--- Activity ---
Where a line of the records holds the string "AddMemberRequest", copy that line.

(Beginning of Data shown)

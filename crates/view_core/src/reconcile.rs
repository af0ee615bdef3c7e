//! Identity keyed reconciliation of rendered rows against incoming items

use crate::{Item, RowArena, SlotId};
use serde::Serialize;
use std::collections::HashMap;

/// Input to `patch`
///
/// `Many` prunes every rendered identity it does not mention, even when it
/// holds zero or one item. `Single` never removes siblings.
#[derive(Debug, Clone)]
pub enum Patch {
    Single(Item),
    Many(Vec<Item>),
}

impl From<Item> for Patch {
    fn from(item: Item) -> Self {
        Patch::Single(item)
    }
}

impl From<Vec<Item>> for Patch {
    fn from(items: Vec<Item>) -> Self {
        Patch::Many(items)
    }
}

/// What a patch did
#[derive(Debug, Clone, Copy, Default, PartialEq, Eq, Serialize)]
pub struct PatchOutcome {
    pub replaced: usize,
    pub appended: usize,
    pub removed: usize,
    pub skipped: usize,
}

/// Reconcile the top-level rows of `arena` against `patch`
///
/// `insert` creates the row for an item before the given sibling (or at the
/// end) and returns its slot, or `None` when the item is not renderable. A
/// matched row whose replacement cannot be rendered counts as unmentioned.
/// Positions are rebuilt once, after the last edit.
pub(crate) fn reconcile<I>(arena: &mut RowArena, patch: Patch, mut insert: I) -> PatchOutcome
where
    I: FnMut(&mut RowArena, &Item, Option<SlotId>) -> Option<SlotId>,
{
    let (items, prune) = match patch {
        Patch::Single(item) => (vec![item], false),
        Patch::Many(items) => (items, true),
    };

    let mut in_view: HashMap<String, SlotId> = HashMap::new();
    for id in arena.roots() {
        if let Some(identity) = arena.get(*id).and_then(|r| r.identity.as_ref()) {
            in_view.insert(identity.key(), *id);
        }
    }

    let mut produced: HashMap<String, SlotId> = HashMap::new();
    let mut outcome = PatchOutcome::default();

    for item in &items {
        let Some(identity) = item.identity() else {
            outcome.skipped += 1;
            continue;
        };
        let key = identity.key();

        let outgoing = produced.get(&key).or_else(|| in_view.get(&key)).copied();
        let Some(created) = insert(arena, item, outgoing) else {
            outcome.skipped += 1;
            continue;
        };
        in_view.remove(&key);

        match outgoing {
            Some(old) => {
                let was_active = arena.get(old).map_or(false, |r| r.active);
                if let Some(row) = arena.get_mut(created) {
                    row.active = was_active;
                }
                arena.remove_unindexed(old);
                outcome.replaced += 1;
            }
            None => outcome.appended += 1,
        }
        produced.insert(key, created);
    }

    if prune {
        for (_, stale) in in_view {
            if arena.remove_unindexed(stale).is_some() {
                outcome.removed += 1;
            }
        }
    }

    arena.reindex();
    outcome
}
//! Response DTOs for API endpoints
//!
//! All response DTOs implement `Serialize` for JSON output.
//! Snowflake IDs are serialized as strings for JavaScript compatibility.

use agora_core::entities::JoinRequestStatus;
use agora_core::value_objects::GroupRole;
use chrono::{DateTime, Utc};
use serde::Serialize;

// ============================================================================
// Common Response Types
// ============================================================================

/// Paginated response with page/limit pagination
#[derive(Debug, Serialize)]
pub struct PaginatedResponse<T> {
    pub data: Vec<T>,
    pub pagination: PageMeta,
}

impl<T> PaginatedResponse<T> {
    pub fn new(data: Vec<T>, page: i64, limit: i64, total_count: i64) -> Self {
        Self {
            data,
            pagination: PageMeta {
                page,
                limit,
                total_count,
                total_pages: if limit > 0 {
                    (total_count + limit - 1) / limit
                } else {
                    0
                },
            },
        }
    }
}

/// Pagination metadata
#[derive(Debug, Serialize)]
pub struct PageMeta {
    pub page: i64,
    pub limit: i64,
    pub total_count: i64,
    pub total_pages: i64,
}

/// Plain informational response
#[derive(Debug, Serialize)]
pub struct StatusResponse {
    pub message: String,
}

impl StatusResponse {
    pub fn new(message: impl Into<String>) -> Self {
        Self {
            message: message.into(),
        }
    }
}

// ============================================================================
// Auth Responses
// ============================================================================

/// Authentication response with tokens
#[derive(Debug, Serialize)]
pub struct AuthResponse {
    pub access_token: String,
    pub refresh_token: String,
    pub token_type: String,
    pub expires_in: i64,
    pub user: CurrentUserResponse,
}

impl AuthResponse {
    pub fn new(
        access_token: String,
        refresh_token: String,
        expires_in: i64,
        user: CurrentUserResponse,
    ) -> Self {
        Self {
            access_token,
            refresh_token,
            token_type: "Bearer".to_string(),
            expires_in,
            user,
        }
    }
}

// ============================================================================
// User Responses
// ============================================================================

/// Public user response (limited fields)
#[derive(Debug, Clone, Serialize)]
pub struct UserResponse {
    pub id: String,
    pub name: String,
    #[serde(skip_serializing_if = "Option::is_none")]
    pub image: Option<String>,
}

/// User response carrying the email (member rosters, join requests)
#[derive(Debug, Clone, Serialize)]
pub struct MemberUserResponse {
    pub id: String,
    pub name: String,
    pub email: String,
    #[serde(skip_serializing_if = "Option::is_none")]
    pub image: Option<String>,
}

/// Current authenticated user response
#[derive(Debug, Clone, Serialize)]
pub struct CurrentUserResponse {
    pub id: String,
    pub name: String,
    pub email: String,
    #[serde(skip_serializing_if = "Option::is_none")]
    pub image: Option<String>,
    pub email_verified: bool,
    pub created_at: DateTime<Utc>,
}

// ============================================================================
// Group Responses
// ============================================================================

/// Group response with counts and the viewer's membership
#[derive(Debug, Clone, Serialize)]
pub struct GroupResponse {
    pub id: String,
    pub name: String,
    pub slug: String,
    #[serde(skip_serializing_if = "Option::is_none")]
    pub description: Option<String>,
    pub is_private: bool,
    pub owner: UserResponse,
    pub member_count: i64,
    pub post_count: i64,
    pub is_member: bool,
    #[serde(skip_serializing_if = "Option::is_none")]
    pub role: Option<GroupRole>,
    pub created_at: DateTime<Utc>,
}

// ============================================================================
// Member Responses
// ============================================================================

/// Group member response
#[derive(Debug, Clone, Serialize)]
pub struct MemberResponse {
    pub group_id: String,
    pub user: MemberUserResponse,
    pub role: GroupRole,
    pub joined_at: DateTime<Utc>,
}

/// Join request response
#[derive(Debug, Clone, Serialize)]
pub struct JoinRequestResponse {
    pub group_id: String,
    pub user: MemberUserResponse,
    pub status: JoinRequestStatus,
    pub created_at: DateTime<Utc>,
}

// ============================================================================
// Post Responses
// ============================================================================

/// Post response with counts
#[derive(Debug, Clone, Serialize)]
pub struct PostResponse {
    pub id: String,
    pub title: String,
    pub content: String,
    pub author: UserResponse,
    #[serde(skip_serializing_if = "Option::is_none")]
    pub group_id: Option<String>,
    pub published: bool,
    pub comment_count: i64,
    pub reaction_count: i64,
    pub created_at: DateTime<Utc>,
    pub updated_at: DateTime<Utc>,
}

/// Comment response with one level of replies
#[derive(Debug, Clone, Serialize)]
pub struct CommentResponse {
    pub id: String,
    pub post_id: String,
    pub author: UserResponse,
    pub content: String,
    #[serde(skip_serializing_if = "Option::is_none")]
    pub parent_id: Option<String>,
    pub created_at: DateTime<Utc>,
    #[serde(skip_serializing_if = "Vec::is_empty")]
    pub replies: Vec<CommentResponse>,
}

/// Reaction response
#[derive(Debug, Clone, Serialize)]
pub struct ReactionResponse {
    pub post_id: String,
    pub user: UserResponse,
    pub kind: String,
    pub created_at: DateTime<Utc>,
}

// ============================================================================
// Message Responses
// ============================================================================

/// Message response
#[derive(Debug, Clone, Serialize)]
pub struct MessageResponse {
    pub id: String,
    pub sender: UserResponse,
    pub receiver: UserResponse,
    pub content: String,
    pub read: bool,
    #[serde(skip_serializing_if = "Option::is_none")]
    pub shared_post_id: Option<String>,
    pub created_at: DateTime<Utc>,
}

/// Conversation summary derived from the caller's messages
#[derive(Debug, Clone, Serialize)]
pub struct ConversationResponse {
    pub user_id: String,
    pub name: String,
    #[serde(skip_serializing_if = "Option::is_none")]
    pub image: Option<String>,
    pub last_message: String,
    pub last_message_at: DateTime<Utc>,
    pub unread_count: i64,
}

/// Mark-read outcome
#[derive(Debug, Serialize)]
pub struct MarkReadResponse {
    pub updated: u64,
}

// ============================================================================
// Share Responses
// ============================================================================

/// The shared post's payload (post snapshot with author)
#[derive(Debug, Clone, Serialize)]
pub struct SharedPostPreview {
    pub id: String,
    pub title: String,
    pub content: String,
    pub author: UserResponse,
}

/// Shared post response
#[derive(Debug, Clone, Serialize)]
pub struct SharedPostResponse {
    pub id: String,
    pub post: SharedPostPreview,
    pub sharer: UserResponse,
    pub receiver_id: String,
    #[serde(skip_serializing_if = "Option::is_none")]
    pub message: Option<String>,
    pub created_at: DateTime<Utc>,
}

/// Share outcome: the record plus the message that carries it
#[derive(Debug, Serialize)]
pub struct ShareResponse {
    pub shared_post: SharedPostResponse,
    pub message: MessageResponse,
}

// ============================================================================
// Health Responses
// ============================================================================

/// Liveness response
#[derive(Debug, Serialize)]
pub struct HealthResponse {
    pub status: &'static str,
}

impl HealthResponse {
    pub fn healthy() -> Self {
        Self { status: "ok" }
    }
}

/// Readiness response with dependency checks
#[derive(Debug, Serialize)]
pub struct ReadinessResponse {
    pub status: &'static str,
    pub database: bool,
}

impl ReadinessResponse {
    pub fn ready(database: bool) -> Self {
        Self {
            status: if database { "ready" } else { "degraded" },
            database,
        }
    }
}

#[cfg(test)]
mod tests {
    use super::*;

    #[test]
    fn test_pagination_meta() {
        let response = PaginatedResponse::new(vec![1, 2, 3], 1, 10, 23);
        assert_eq!(response.pagination.total_pages, 3);

        let response = PaginatedResponse::new(Vec::<i32>::new(), 1, 10, 0);
        assert_eq!(response.pagination.total_pages, 0);

        let response = PaginatedResponse::new(vec![1], 2, 10, 20);
        assert_eq!(response.pagination.total_pages, 2);
    }

    #[test]
    fn test_health_responses() {
        assert_eq!(HealthResponse::healthy().status, "ok");
        assert_eq!(ReadinessResponse::ready(true).status, "ready");
        assert_eq!(ReadinessResponse::ready(false).status, "degraded");
    }
}
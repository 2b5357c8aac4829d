//! Member service
//!
//! Handles the group roster: listing, adding, role changes, and removal.

use agora_core::entities::GroupMember;
use agora_core::traits::MemberListQuery;
use agora_core::value_objects::{GroupAction, GroupRole, Snowflake};
use agora_core::DomainError;
use tracing::{info, instrument};

use crate::dto::{
    AddMemberRequest, MemberResponse, MemberWithUser, PaginatedResponse, UpdateMemberRoleRequest,
};

use super::context::ServiceContext;
use super::error::{ServiceError, ServiceResult};
use super::policy::PolicyService;

/// Member service
pub struct MemberService<'a> {
    ctx: &'a ServiceContext,
}

impl<'a> MemberService<'a> {
    /// Create a new MemberService
    pub fn new(ctx: &'a ServiceContext) -> Self {
        Self { ctx }
    }

    /// List the roster (membership required for private groups)
    #[instrument(skip(self, query))]
    pub async fn list_members(
        &self,
        group_id: Snowflake,
        viewer_id: Snowflake,
        query: MemberListQuery,
    ) -> ServiceResult<PaginatedResponse<MemberResponse>> {
        let policy = PolicyService::new(self.ctx);
        let group = policy.get_group(group_id).await?;

        policy
            .require(
                &group,
                viewer_id,
                GroupAction::ViewMembers,
                "view this group's members",
            )
            .await?;

        let page = query.page;
        let (members, total) = self.ctx.member_repo().find_by_group(group_id, &query).await?;

        let responses = members
            .into_iter()
            .map(|(member, user)| MemberResponse::from(MemberWithUser { member, user }))
            .collect();

        Ok(PaginatedResponse::new(responses, page.page, page.limit, total))
    }

    /// Add a member directly (ADMIN/MODERATOR; granting ADMIN is owner-only)
    #[instrument(skip(self, request))]
    pub async fn add_member(
        &self,
        group_id: Snowflake,
        actor_id: Snowflake,
        request: AddMemberRequest,
    ) -> ServiceResult<MemberResponse> {
        let policy = PolicyService::new(self.ctx);
        let group = policy.get_group(group_id).await?;

        policy
            .require(
                &group,
                actor_id,
                GroupAction::AddMember,
                "add members to this group",
            )
            .await?;

        if request.role == GroupRole::Admin {
            policy
                .require(&group, actor_id, GroupAction::GrantAdmin, "add admins")
                .await?;
        }

        let target_id = parse_user_id(&request.user_id)?;
        let user = self
            .ctx
            .user_repo()
            .find_by_id(target_id)
            .await?
            .ok_or_else(|| ServiceError::not_found("User", target_id.to_string()))?;

        if self.ctx.member_repo().is_member(group_id, target_id).await? {
            return Err(ServiceError::Domain(DomainError::AlreadyMember));
        }

        let member = GroupMember::new(group_id, target_id, request.role);
        self.ctx.member_repo().create(&member).await?;

        info!(
            group_id = %group_id,
            user_id = %target_id,
            role = %member.role,
            actor_id = %actor_id,
            "Member added"
        );

        Ok(MemberResponse::from(MemberWithUser { member, user }))
    }

    /// Change a member's role (owner only)
    #[instrument(skip(self, request))]
    pub async fn update_role(
        &self,
        group_id: Snowflake,
        actor_id: Snowflake,
        target_id: Snowflake,
        request: UpdateMemberRoleRequest,
    ) -> ServiceResult<MemberResponse> {
        let policy = PolicyService::new(self.ctx);
        let group = policy.get_group(group_id).await?;

        policy
            .require(&group, actor_id, GroupAction::UpdateRole, "update member roles")
            .await?;

        // The owner's row stays ADMIN for as long as they own the group
        if group.is_owner(target_id) {
            return Err(ServiceError::Domain(DomainError::CannotDemoteOwner));
        }

        let mut member = self
            .ctx
            .member_repo()
            .find(group_id, target_id)
            .await?
            .ok_or(ServiceError::Domain(DomainError::MemberNotFound))?;

        let user = self
            .ctx
            .user_repo()
            .find_by_id(target_id)
            .await?
            .ok_or_else(|| ServiceError::not_found("User", target_id.to_string()))?;

        self.ctx
            .member_repo()
            .update_role(group_id, target_id, request.role)
            .await?;
        member.set_role(request.role);

        info!(
            group_id = %group_id,
            user_id = %target_id,
            role = %request.role,
            "Member role updated"
        );

        Ok(MemberResponse::from(MemberWithUser { member, user }))
    }

    /// Remove a member
    ///
    /// Self-removal is always allowed except for the owner; removing
    /// someone else goes through the role policy (the target's role
    /// decides who may remove them).
    #[instrument(skip(self))]
    pub async fn remove_member(
        &self,
        group_id: Snowflake,
        actor_id: Snowflake,
        target_id: Snowflake,
    ) -> ServiceResult<()> {
        let policy = PolicyService::new(self.ctx);
        let group = policy.get_group(group_id).await?;

        // The owner's row can never be removed, not even by themselves
        if group.is_owner(target_id) {
            return Err(ServiceError::Domain(DomainError::CannotRemoveOwner));
        }

        let target = self
            .ctx
            .member_repo()
            .find(group_id, target_id)
            .await?
            .ok_or(ServiceError::Domain(DomainError::MemberNotFound))?;

        if actor_id != target_id {
            policy
                .require(
                    &group,
                    actor_id,
                    GroupAction::RemoveMember { target: target.role },
                    "remove members from this group",
                )
                .await?;
        }

        self.ctx.member_repo().delete(group_id, target_id).await?;

        info!(
            group_id = %group_id,
            user_id = %target_id,
            actor_id = %actor_id,
            "Member removed"
        );

        Ok(())
    }
}

/// Parse a Snowflake carried as a string in a request body
pub(crate) fn parse_user_id(raw: &str) -> ServiceResult<Snowflake> {
    raw.parse()
        .map_err(|_| ServiceError::validation("Invalid user_id format"))
}
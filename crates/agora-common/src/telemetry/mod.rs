//! Telemetry: tracing subscriber setup

mod tracing_setup;

pub use tracing_setup::{
    try_init_tracing, try_init_tracing_with_config, TracingConfig, TracingError,
};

(End of Data shown)

--- Solution to the problem ---
    AddMemberRequest, MemberResponse, MemberWithUser, PaginatedResponse, UpdateMemberRoleRequest,
        request: AddMemberRequest,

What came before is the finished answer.